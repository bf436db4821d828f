//! Reads the current colour values out of the settings text.
//!
//! The settings file is not parsed as a whole.  Each [`ColorSetting`] is found
//! by a line-oriented scan for `Key = value`; the first matching line wins.
//! Keys may be indented (SumatraPDF nests most colours inside blocks such as
//! `FixedPageUI [ ... ]`) and the value runs to the end of the line.

use std::collections::BTreeMap;
use std::sync::OnceLock;

use regex::Regex;

use crate::domain::color::{ColorSetting, ThemeColors, ThemeError};

/// One compiled `^\s*Key\s*=\s*(value)$` pattern per setting, in scan order.
fn patterns() -> &'static [(ColorSetting, Regex)] {
    static PATTERNS: OnceLock<Vec<(ColorSetting, Regex)>> = OnceLock::new();
    PATTERNS.get_or_init(|| {
        ColorSetting::ALL
            .into_iter()
            .map(|setting| {
                let pattern = format!(
                    r"(?m)^[ \t]*{}[ \t]*=[ \t]*(.*?)[ \t]*\r?$",
                    regex::escape(setting.key())
                );
                // Built from fixed identifiers; cannot fail to compile.
                let re = Regex::new(&pattern).expect("static settings pattern");
                (setting, re)
            })
            .collect()
    })
}

/// Finds the value of a single setting, if a line declares it.
///
/// Returns `Some("")` for a declared-but-blank value.
pub fn find_value(text: &str, setting: ColorSetting) -> Option<&str> {
    patterns()
        .iter()
        .find(|(s, _)| *s == setting)
        .and_then(|(_, re)| re.captures(text))
        .and_then(|caps| caps.get(1))
        .map(|m| m.as_str())
}

/// Extracts all five colour values from the settings text.
///
/// Settings are resolved in [`ColorSetting::ALL`] order and the first failure
/// aborts the scan; partial results are never returned.
///
/// # Errors
///
/// - [`ThemeError::MissingSetting`] when no line declares a setting.
/// - [`ThemeError::EmptyValue`] when the declared value is blank.
pub fn extract_current(text: &str) -> Result<ThemeColors, ThemeError> {
    let mut values = BTreeMap::new();
    for (setting, re) in patterns() {
        let value = re
            .captures(text)
            .and_then(|caps| caps.get(1))
            .ok_or(ThemeError::MissingSetting(*setting))?
            .as_str();
        if value.is_empty() {
            return Err(ThemeError::EmptyValue(*setting));
        }
        values.insert(*setting, value.to_string());
    }
    ThemeColors::from_map(values)
}

// ── Tests ─────────────────────────────────────────────────────────────────────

→ REQUIREMENT
Your answer must consist of every line in the listing that contains "ColorSetting".

→ RESULT OF THIS TASK
//! The settings file is not parsed as a whole.  Each [`ColorSetting`] is found
use crate::domain::color::{ColorSetting, ThemeColors, ThemeError};
fn patterns() -> &'static [(ColorSetting, Regex)] {
    static PATTERNS: OnceLock<Vec<(ColorSetting, Regex)>> = OnceLock::new();
        ColorSetting::ALL
pub fn find_value(text: &str, setting: ColorSetting) -> Option<&str> {
/// Settings are resolved in [`ColorSetting::ALL`] order and the first failure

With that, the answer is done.